METHANE ADMINISTRATION DURING OXYGENATION MITIGATES ACUTE KIDNEY INJURY IN A PIG MODEL OF 24-H VENO-VENOUS EXTRACORPOREAL MEMBRANE OXYGENATION.

Background: Severe respiratory failure often requires veno-venous extracorporeal membrane oxygenation (v-v ECMO) treatment, a procedure frequently associated with acute kidney injury (AKI). Preclinical studies have demonstrated the anti-inflammatory properties of inhaled methane (CH 4 ).
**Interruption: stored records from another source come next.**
use anyhow::{Context as _, Result};
use clap::{ColorChoice, Parser};
use optimist::ModuleOptions;
use std::{io::IsTerminal as _, path::PathBuf};

#[derive(Parser, Debug, Clone)]
pub struct Options {
    #[arg(short, long, global = true, default_value = "false")]
    pub verbose: bool,

    #[arg(long, global = true, default_value_t = ColorChoice::Auto)]
    pub color: ColorChoice,

    /// JSON file with module options, e.g. `{"confirmOrder": "declaration"}`
    #[arg(long, global = true, value_name = "FILE")]
    pub config: Option<PathBuf>,
}

impl Options {
    /// Whether log output on stderr should be colored.
    pub fn use_color(&self) -> bool {
        match self.color {
            ColorChoice::Always => true,
            ColorChoice::Never => false,
            ColorChoice::Auto => std::io::stderr().is_terminal(),
        }
    }

    /// Module options from `--config`, or the defaults. `name` applies
    /// unless the file sets one.
    pub fn module_options(&self, name: &str) -> Result<ModuleOptions> {
        let Some(path) = &self.config else {
            return Ok(ModuleOptions {
                name: name.to_owned(),
                ..Default::default()
            });
        };
        let text = std::fs::read_to_string(path)
            .with_context(|| format!("reading config file {}", path.display()))?;
        let mut raw: serde_json::Value = serde_json::from_str(&text)
            .with_context(|| format!("parsing config file {}", path.display()))?;
        if let Some(fields) = raw.as_object_mut() {
            fields
                .entry("name")
                .or_insert_with(|| serde_json::Value::String(name.to_owned()));
        }
        serde_json::from_value(raw).with_context(|| format!("invalid config file {}", path.display()))
    }
}

#[cfg(test)]
mod tests {
    use super::*;
    use optimist::ConfirmOrder;

    #[test]
    fn defaults() {
        let options = Options::try_parse_from(["optimist"]).unwrap();
        assert!(!options.verbose);
        assert_eq!(options.color, ColorChoice::Auto);
        let module = options.module_options("todo").unwrap();
        assert_eq!(module.name, "todo");
        assert_eq!(module.confirm_order, ConfirmOrder::Settlement);
    }

    #[test]
    fn color_choice() {
        let options = Options::try_parse_from(["optimist", "--color", "never"]).unwrap();
        assert!(!options.use_color());
        let options = Options::try_parse_from(["optimist", "--color", "always"]).unwrap();
        assert!(options.use_color());
    }

    #[test]
    fn config_file() {
        let path = std::env::temp_dir().join(format!("optimist-config-{}.json", std::process::id()));
        std::fs::write(&path, r#"{"confirmOrder": "declaration", "maxEffects": 4}"#).unwrap();
        let options = Options::try_parse_from([
            std::ffi::OsStr::new("optimist"),
            std::ffi::OsStr::new("--config"),
            path.as_os_str(),
        ])
        .unwrap();
        let module = options.module_options("todo");
        std::fs::remove_file(&path).unwrap();
        let module = module.unwrap();
        assert_eq!(module.name, "todo");
        assert_eq!(module.confirm_order, ConfirmOrder::Declaration);
        assert_eq!(module.max_effects, 4);
        assert_eq!(module.max_depth, 128);
    }

    #[test]
    fn missing_config_file() {
        let options =
            Options::try_parse_from(["optimist", "--config", "/nonexistent/optimist.json"]).unwrap();
        let err = options.module_options("todo").unwrap_err();
        assert!(format!("{:#}", err).contains("reading config file"));
    }
}
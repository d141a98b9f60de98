use fragmentino::engine::error::EngineError;
use std::path::PathBuf;
use thiserror::Error;

pub type Result<T> = std::result::Result<T, CliError>;

#[derive(Debug, Error)]
pub enum CliError {
    #[error(transparent)]
    Core(#[from] EngineError),

    #[error("Configuration error: {0}")]
    Config(String),

    #[error("Failed to parse file '{path}': {source}", path = path.display())]
    FileParsing {
        path: PathBuf,
        #[source]
        source: anyhow::Error,
    },

    #[error("I/O error: {0}")]
    Io(#[from] std::io::Error),

    #[error("Invalid argument: {0}")]
    Argument(String),
}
This experimental protocol aimed to investigate whether CH 4 gas administration could mitigate the development of AKI in a clinically relevant large animal model of v-v ECMO. Methods: Anesthetized miniature pigs were divided into three groups (n = 6 each). Following cannulation of the right femoral and internal jugular veins, v-v ECMO was initiated and maintained for 24 h, followed by a 6-h post-ECMO observation. The control group underwent cannulation without ECMO, while the v-v ECMO+CH 4 group received a 2% CH 4 -air mixture via the oxygenator. Urine output was recorded, and kidney injury was assessed using plasma and urine neutrophil gelatinase-associated lipocalin levels. Inflammatory activation was evaluated through plasma interleukin-1β (IL-1β) and interleukin-8 (IL-8) levels. Kidney tissue samples were analyzed for histopathological changes, xanthine oxidoreductase and myeloperoxidase activities, and nitrite/nitrate levels. Results: The CH 4 -treated group exhibited significantly higher post-ECMO renal arterial flow (244.7 ± 70 vs. 96.3 ± 21 mL/min) and increased average urine output (5.75 ± 1.6 vs. 3.25 ± 0.4 mL/h/kg) compared to the v-v ECMO group. CH 4 administration reduced urine and plasma neutrophil gelatinase-associated lipocalin levels and demonstrated lower histological damage scores (0.8 ± 0.3 vs. 3.3 ± 0.8). Furthermore, CH 4 treatment decreased xanthine oxidoreductase and myeloperoxidase activities and reduced inflammatory mediators, including IL-1β, IL-8, and nitrite/nitrate. Conclusion: CH 4 admixture significantly mitigates inflammatory activation and renal injury associated with v-v ECMO. These findings suggest that CH 4 may serve as an effective adjunctive means to reduce renal complications of v-v ECMO therapy.